Firstly any txts he has sent you like that keep. Don't let him come and go as he pleases. When he has arranged to take the kids if possible meet him somewhere to hand them over. Maybe at his parents or a park or something.
It is your home,that you are bringing up the kids in not his so i would try and limit anytime you let him in there. If he feels he can still waltz in and out he will still think he is in charge.

The worst thing you can do is bad mouth him in front of your kids. Try and keep everything out of there ear shot because given time they will realise what he is like if he keeps acting this way.

I know it isn't easy when kids are involved and obviously there are times when you have to rely on him as there father but i would try and become as independant as you can so that you won't have to ask for his help. After all he should be offering it not treating it like a chore.

I wish you lots of luck and be strong.At the end of the day he may upset the kids but as long as they have got you they will know that they are loved. He is the one that will end up loosing out.

LillypeeLillypee
posted 1 decade 3 years ago
Hi

B4 I Posted a Post!! I thought to myself Its all my Fault,

prior to all I have Put up with a lot much Cra* Back at christmas

Me finding Website with his Name Pic so On!!
Several"""

On the day b4 i was meant to go into hospital He was in the midlands Working Yeah right Me thinking"
At the time i was over Due With My Youngest
He was arranging meets with women and TV`S

Day b4 and day after our baby girl was born, Me in Labour he was in and out of the Hospital Like he didnt want to be with me.

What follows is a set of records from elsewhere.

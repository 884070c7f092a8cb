//! Stratum CLI entry point.

use std::{process, str::FromStr};

use clap::Parser;
use log::{LevelFilter, debug, error, info, warn};

use stratum_cli::{
    Args,
    error_adapter::{Reportable, report_reportables, to_reportables},
};

fn render(reporter: &miette::GraphicalReportHandler, reportable: &Reportable<'_>) -> String {
    let mut writer = String::new();
    if reporter.render_report(&mut writer, reportable).is_err() {
        writer = reportable.to_string();
    }
    writer
}

fn main() {
    miette::set_panic_hook();

    let args = Args::parse();

    let log_level = LevelFilter::from_str(&args.log_level).unwrap_or_else(|_| {
        eprintln!(
            "Invalid log level: {}. Using 'warn' instead.",
            args.log_level
        );
        LevelFilter::Warn
    });

    env_logger::Builder::from_env(env_logger::Env::default())
        .filter_level(log_level)
        .init();

    info!(log_level:?; "Starting Stratum");
    debug!(args:?; "Parsed arguments");

    let reporter = miette::GraphicalReportHandler::new();
    match stratum_cli::run(&args) {
        Ok(report) => {
            for reportable in report_reportables(&report) {
                warn!("{}", render(&reporter, &reportable));
            }
        }
        Err(err) => {
            for reportable in to_reportables(&err) {
                error!("{}", render(&reporter, &reportable));
            }
            process::exit(1);
        }
    }

    info!("Completed successfully");
}
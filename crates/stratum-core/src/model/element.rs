use std::fmt;

use indexmap::IndexMap;
use serde::Serialize;

use crate::geometry::{Point, Size};

/// Scalar property value. Nested objects and arrays are not properties.
#[derive(Debug, Clone, PartialEq, Serialize)]
#[serde(untagged)]
pub enum PropertyValue {
    Null,
    Bool(bool),
    Number(f64),
    String(String),
}

impl PropertyValue {
    /// Returns the string payload, if this is a string value.
    pub fn as_str(&self) -> Option<&str> {
        match self {
            PropertyValue::String(value) => Some(value),
            _ => None,
        }
    }
}

impl fmt::Display for PropertyValue {
    fn fmt(&self, f: &mut fmt::Formatter<'_>) -> fmt::Result {
        match self {
            PropertyValue::Null => write!(f, "null"),
            PropertyValue::Bool(value) => write!(f, "{value}"),
            PropertyValue::Number(value) => write!(f, "{value}"),
            PropertyValue::String(value) => write!(f, "{value}"),
        }
    }
}

/// Ordered property bag of an element or relationship.
pub type Properties = IndexMap<String, PropertyValue>;

/// A single entry of a list-style element (schema field, table column).
#[derive(Debug, Clone, PartialEq, Eq)]
pub struct Field {
    pub name: String,
    pub data_type: Option<String>,
}

impl Field {
    pub fn new(name: impl Into<String>, data_type: Option<String>) -> Self {
        Self {
            name: name.into(),
            data_type,
        }
    }
}

/// Visual hints carried over from the raw model.
#[derive(Debug, Clone, Default, PartialEq)]
pub struct Visual {
    pub position: Option<Point>,
    pub size: Option<Size>,
    pub style: IndexMap<String, String>,
}

/// Kind of an element.
///
/// Every variant has exactly one canonical tag (see [`ElementKind::tag`]).
/// Tags are matched case-insensitively, ignoring `-`, `_` and spaces, so
/// `businessObject`, `business_object` and `business-object` are the same kind.
#[derive(Debug, Clone, PartialEq, Eq)]
pub enum ElementKind {
    // Motivation
    Stakeholder,
    Driver,
    Assessment,
    Goal,
    Outcome,
    Principle,
    Requirement,
    Constraint,
    // Business
    Actor,
    Service,
    Function,
    Process,
    Event,
    BusinessObject,
    // Application
    Component,
    Interface,
    DataObject,
    // Technology
    Node,
    Device,
    SystemSoftware,
    Artifact,
    // Security
    Role,
    Permission,
    Policy,
    Zone,
    Objective,
    // API
    Operation,
    Endpoint,
    // Data
    Schema { fields: Vec<Field> },
    Table { columns: Vec<Field> },
    Database,
    // UX and navigation
    View,
    Route,
    Flow,
    // Observability
    Metric,
    /// A tag with no dedicated variant. Always non-empty.
    Other(String),
}

const KNOWN_TAGS: &[&str] = &[
    "stakeholder",
    "driver",
    "assessment",
    "goal",
    "outcome",
    "principle",
    "requirement",
    "constraint",
    "actor",
    "service",
    "function",
    "process",
    "event",
    "business-object",
    "component",
    "interface",
    "data-object",
    "node",
    "device",
    "system-software",
    "artifact",
    "role",
    "permission",
    "policy",
    "zone",
    "objective",
    "operation",
    "endpoint",
    "schema",
    "table",
    "database",
    "view",
    "route",
    "flow",
    "metric",
];

/// Lowercases and strips separators so tag spellings compare equal.
pub(crate) fn fold_tag(tag: &str) -> String {
    tag.chars()
        .filter(|c| !matches!(c, '-' | '_' | ' '))
        .flat_map(char::to_lowercase)
        .collect()
}

impl ElementKind {
    /// Resolves a raw type tag. List-style kinds start with no items.
    pub fn from_tag(tag: &str) -> Self {
        match fold_tag(tag).as_str() {
            "stakeholder" => ElementKind::Stakeholder,
            "driver" => ElementKind::Driver,
            "assessment" => ElementKind::Assessment,
            "goal" => ElementKind::Goal,
            "outcome" => ElementKind::Outcome,
            "principle" => ElementKind::Principle,
            "requirement" => ElementKind::Requirement,
            "constraint" => ElementKind::Constraint,
            "actor" => ElementKind::Actor,
            "service" => ElementKind::Service,
            "function" => ElementKind::Function,
            "process" => ElementKind::Process,
            "event" => ElementKind::Event,
            "businessobject" => ElementKind::BusinessObject,
            "component" => ElementKind::Component,
            "interface" => ElementKind::Interface,
            "dataobject" => ElementKind::DataObject,
            "node" => ElementKind::Node,
            "device" => ElementKind::Device,
            "systemsoftware" => ElementKind::SystemSoftware,
            "artifact" => ElementKind::Artifact,
            "role" => ElementKind::Role,
            "permission" => ElementKind::Permission,
            "policy" => ElementKind::Policy,
            "zone" => ElementKind::Zone,
            "objective" => ElementKind::Objective,
            "operation" => ElementKind::Operation,
            "endpoint" => ElementKind::Endpoint,
            "schema" => ElementKind::Schema { fields: Vec::new() },
            "table" => ElementKind::Table {
                columns: Vec::new(),
            },
            "database" => ElementKind::Database,
            "view" => ElementKind::View,
            "route" => ElementKind::Route,
            "flow" => ElementKind::Flow,
            "metric" => ElementKind::Metric,
            _ => ElementKind::Other(tag.to_string()),
        }
    }

    /// Canonical tag of this kind. For [`ElementKind::Other`] the original tag.
    pub fn tag(&self) -> &str {
        match self {
            ElementKind::Stakeholder => KNOWN_TAGS[0],
            ElementKind::Driver => KNOWN_TAGS[1],
            ElementKind::Assessment => KNOWN_TAGS[2],
            ElementKind::Goal => KNOWN_TAGS[3],
            ElementKind::Outcome => KNOWN_TAGS[4],
            ElementKind::Principle => KNOWN_TAGS[5],
            ElementKind::Requirement => KNOWN_TAGS[6],
            ElementKind::Constraint => KNOWN_TAGS[7],
            ElementKind::Actor => KNOWN_TAGS[8],
            ElementKind::Service => KNOWN_TAGS[9],
            ElementKind::Function => KNOWN_TAGS[10],
            ElementKind::Process => KNOWN_TAGS[11],
            ElementKind::Event => KNOWN_TAGS[12],
            ElementKind::BusinessObject => KNOWN_TAGS[13],
            ElementKind::Component => KNOWN_TAGS[14],
            ElementKind::Interface => KNOWN_TAGS[15],
            ElementKind::DataObject => KNOWN_TAGS[16],
            ElementKind::Node => KNOWN_TAGS[17],
            ElementKind::Device => KNOWN_TAGS[18],
            ElementKind::SystemSoftware => KNOWN_TAGS[19],
            ElementKind::Artifact => KNOWN_TAGS[20],
            ElementKind::Role => KNOWN_TAGS[21],
            ElementKind::Permission => KNOWN_TAGS[22],
            ElementKind::Policy => KNOWN_TAGS[23],
            ElementKind::Zone => KNOWN_TAGS[24],
            ElementKind::Objective => KNOWN_TAGS[25],
            ElementKind::Operation => KNOWN_TAGS[26],
            ElementKind::Endpoint => KNOWN_TAGS[27],
            ElementKind::Schema { .. } => KNOWN_TAGS[28],
            ElementKind::Table { .. } => KNOWN_TAGS[29],
            ElementKind::Database => KNOWN_TAGS[30],
            ElementKind::View => KNOWN_TAGS[31],
            ElementKind::Route => KNOWN_TAGS[32],
            ElementKind::Flow => KNOWN_TAGS[33],
            ElementKind::Metric => KNOWN_TAGS[34],
            ElementKind::Other(tag) => tag,
        }
    }

    /// Items of a list-style kind, `None` for every other kind.
    pub fn list_items(&self) -> Option<&[Field]> {
        match self {
            ElementKind::Schema { fields } => Some(fields),
            ElementKind::Table { columns } => Some(columns),
            _ => None,
        }
    }

    /// Replaces the items of a list-style kind. No-op for other kinds.
    pub fn set_list_items(&mut self, items: Vec<Field>) {
        match self {
            ElementKind::Schema { fields } => *fields = items,
            ElementKind::Table { columns } => *columns = items,
            _ => {}
        }
    }

    /// True for kinds without a dedicated variant.
    pub fn is_other(&self) -> bool {
        matches!(self, ElementKind::Other(_))
    }
}

impl fmt::Display for ElementKind {
    fn fmt(&self, f: &mut fmt::Formatter<'_>) -> fmt::Result {
        f.write_str(self.tag())
    }
}

/// A typed element of one layer.
#[derive(Debug, Clone, PartialEq)]
pub struct Element {
    pub id: String,
    pub kind: ElementKind,
    pub name: String,
    pub layer_id: String,
    pub description: Option<String>,
    pub properties: Properties,
    pub visual: Visual,
}

impl Element {
    /// Creates an element with empty properties and visuals; the name defaults to the id.
    pub fn new(id: impl Into<String>, kind: ElementKind, layer_id: impl Into<String>) -> Self {
        let id = id.into();
        Self {
            name: id.clone(),
            id,
            kind,
            layer_id: layer_id.into(),
            description: None,
            properties: Properties::new(),
            visual: Visual::default(),
        }
    }

    /// Sets the display name (builder style).
    pub fn with_name(mut self, name: impl Into<String>) -> Self {
        self.name = name.into();
        self
    }

    /// Type tag of the element
    pub fn type_tag(&self) -> &str {
        self.kind.tag()
    }
}
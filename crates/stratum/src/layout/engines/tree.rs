//! Grouping engine.
//!
//! Uses the containment parents of the nodes: every node sits above a grid
//! of its children, so nodes sharing a parent form a compact block. Parent
//! chains that loop back are cut at the node where the loop is found.

use log::debug;
use stratum_core::geometry::{Point, Size};

use crate::layout::{
    LayoutEngine, LayoutError,
    config::{EdgeRouting, LayoutConfig},
    finalize::{Waypoints, finalize},
    graph::{LayoutGraph, LayoutResult, Topology},
};

use super::empty_result;

/// Tree layout engine
#[derive(Debug, Clone)]
pub struct Engine {
    spacing: f32,
}

/// Space taken by a node and everything below it.
#[derive(Debug, Clone, Copy, Default)]
struct Block {
    size: Size,
    /// Cell size and column count of the children grid.
    cell: Size,
    columns: usize,
}

impl Engine {
    pub fn new() -> Self {
        Self { spacing: 40.0 }
    }

    /// Set the default gap between blocks
    pub fn set_spacing(&mut self, spacing: f32) -> &mut Self {
        self.spacing = spacing;
        self
    }
}

impl Default for Engine {
    fn default() -> Self {
        Self::new()
    }
}

/// Parent per node with every parent cycle cut.
fn acyclic_parents(parents: &[Option<usize>]) -> Vec<Option<usize>> {
    // 0 = unresolved, 1 = on the current chain, 2 = resolved
    let mut state = vec![0u8; parents.len()];
    let mut result = parents.to_vec();
    for start in 0..parents.len() {
        let mut chain = Vec::new();
        let mut node = start;
        loop {
            if state[node] == 2 {
                break;
            }
            if state[node] == 1 {
                result[node] = None;
                break;
            }
            state[node] = 1;
            chain.push(node);
            match result[node] {
                Some(parent) => node = parent,
                None => break,
            }
        }
        for node in chain {
            state[node] = 2;
        }
    }
    result
}

/// Children grid dimensions for `count` children of uniform `cell` size.
fn grid(count: usize, cell: Size, spacing: f32) -> (usize, Size) {
    if count == 0 {
        return (0, Size::default());
    }
    let columns = (count as f32).sqrt().ceil().max(1.0) as usize;
    let rows = count.div_ceil(columns);
    let size = Size::new(
        columns as f32 * cell.width() + (columns - 1) as f32 * spacing,
        rows as f32 * cell.height() + (rows - 1) as f32 * spacing,
    );
    (columns, size)
}

impl LayoutEngine for Engine {
    fn calculate_layout(
        &self,
        graph: &LayoutGraph,
        config: &LayoutConfig,
    ) -> Result<LayoutResult, LayoutError> {
        let topology = Topology::new(graph);
        if topology.is_empty() {
            return Ok(empty_result(graph, &topology));
        }

        let n = topology.len();
        let spacing = config.spacing_or(self.spacing);
        let parents = acyclic_parents(&topology.parents);
        let mut children = vec![Vec::new(); n];
        let mut roots = Vec::new();
        for (node, parent) in parents.iter().enumerate() {
            match parent {
                Some(parent) => children[*parent].push(node),
                None => roots.push(node),
            }
        }

        // Post-order so that children are measured before their parent.
        let mut order = Vec::with_capacity(n);
        let mut stack: Vec<(usize, bool)> = roots.iter().rev().map(|&r| (r, false)).collect();
        while let Some((node, expanded)) = stack.pop() {
            if expanded {
                order.push(node);
                continue;
            }
            stack.push((node, true));
            stack.extend(children[node].iter().rev().map(|&c| (c, false)));
        }

        let mut blocks = vec![Block::default(); n];
        for &node in &order {
            let own = topology.sizes[node];
            let cell = children[node]
                .iter()
                .fold(Size::default(), |acc, &child| acc.max(blocks[child].size));
            let (columns, grid_size) = grid(children[node].len(), cell, spacing);
            let height = if columns == 0 {
                own.height()
            } else {
                own.height() + spacing + grid_size.height()
            };
            blocks[node] = Block {
                size: Size::new(own.width().max(grid_size.width()), height),
                cell,
                columns,
            };
        }

        // Roots on their own grid, twice as far apart as siblings.
        let root_gap = spacing * 2.0;
        let root_cell = roots
            .iter()
            .fold(Size::default(), |acc, &root| acc.max(blocks[root].size));
        let (root_columns, _) = grid(roots.len(), root_cell, root_gap);

        let mut positions = vec![Point::new(f32::NAN, f32::NAN); n];
        let mut pending: Vec<(usize, Point)> = roots
            .iter()
            .enumerate()
            .map(|(k, &root)| {
                let column = (k % root_columns.max(1)) as f32;
                let row = (k / root_columns.max(1)) as f32;
                let cell_origin = Point::new(
                    column * (root_cell.width() + root_gap),
                    row * (root_cell.height() + root_gap),
                );
                let inset = (root_cell.width() - blocks[root].size.width()) / 2.0;
                (root, cell_origin.add_point(Point::new(inset, 0.0)))
            })
            .collect();

        // Top-down: each entry is a node and the top-left corner of its block.
        while let Some((node, origin)) = pending.pop() {
            let block = blocks[node];
            let own = topology.sizes[node];
            positions[node] = Point::new(
                origin.x() + block.size.width() / 2.0,
                origin.y() + own.height() / 2.0,
            );
            if block.columns == 0 {
                continue;
            }

            let (_, grid_size) = grid(children[node].len(), block.cell, spacing);
            let grid_origin = Point::new(
                origin.x() + (block.size.width() - grid_size.width()) / 2.0,
                origin.y() + own.height() + spacing,
            );
            for (k, &child) in children[node].iter().enumerate() {
                let column = (k % block.columns) as f32;
                let row = (k / block.columns) as f32;
                let cell_origin = grid_origin.add_point(Point::new(
                    column * (block.cell.width() + spacing),
                    row * (block.cell.height() + spacing),
                ));
                let inset = (block.cell.width() - blocks[child].size.width()) / 2.0;
                pending.push((child, cell_origin.add_point(Point::new(inset, 0.0))));
            }
        }

        debug!(nodes = n, roots = roots.len(); "Tree layout finished");

        Ok(finalize(
            graph,
            &topology,
            positions,
            &Waypoints::new(),
            config.edge_routing_or(EdgeRouting::Straight),
            config.direction(),
        ))
    }
}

I have a 7yr old daughter from a previous Relationship
the day i let her go to her dads to stay because My relationship was a mess and He didnt Like her that Much, I think what i have done was best for her cus Kids can feel the negative whatsit and constant arguments was not fair on her.

"He says im Glad she has gone i hate her guts Then he speeded off in his car - Any Human being would of Known how painful it was for me. and still is.

B4 we moved 2 Halifax From Birmingham We had a house
we sold it and got £120000 thousand in the bank
As far as i know he has Only 3 grand left all gone within 7 Months What a waste.

The week we kinds broke up He spent a wopping 12 grand in one week, I later find out he spent it on Strippers Hotels Gentalmens clubs So on

I asked why did u do it , "He says its all My fault, Later Says Oh Im Gay! im thinking what the hell,
And Now he aint???


There is a lot of Grafic words but i cant say on here and is still Pianful. All i can say I am So glad i am single and i enjoy it too.

My story can go on for hours and days

Thanks Guys Gals for ur messages!! xxx

RichRich Moderator
posted 1 decade 3 years ago
Sounds to me like you are better off without that one...you have no place in a world of excuses, never and I do mean NEVER blame yourself for anything that he's put and putting you through. Wash that man right outta your hair ( sorry, Corny I know - but so true )...enjoy being single, spend as much quality time with ur kiddies Smile and remember, not all of us blokes are like that, just a minority that make the good ones look bad too.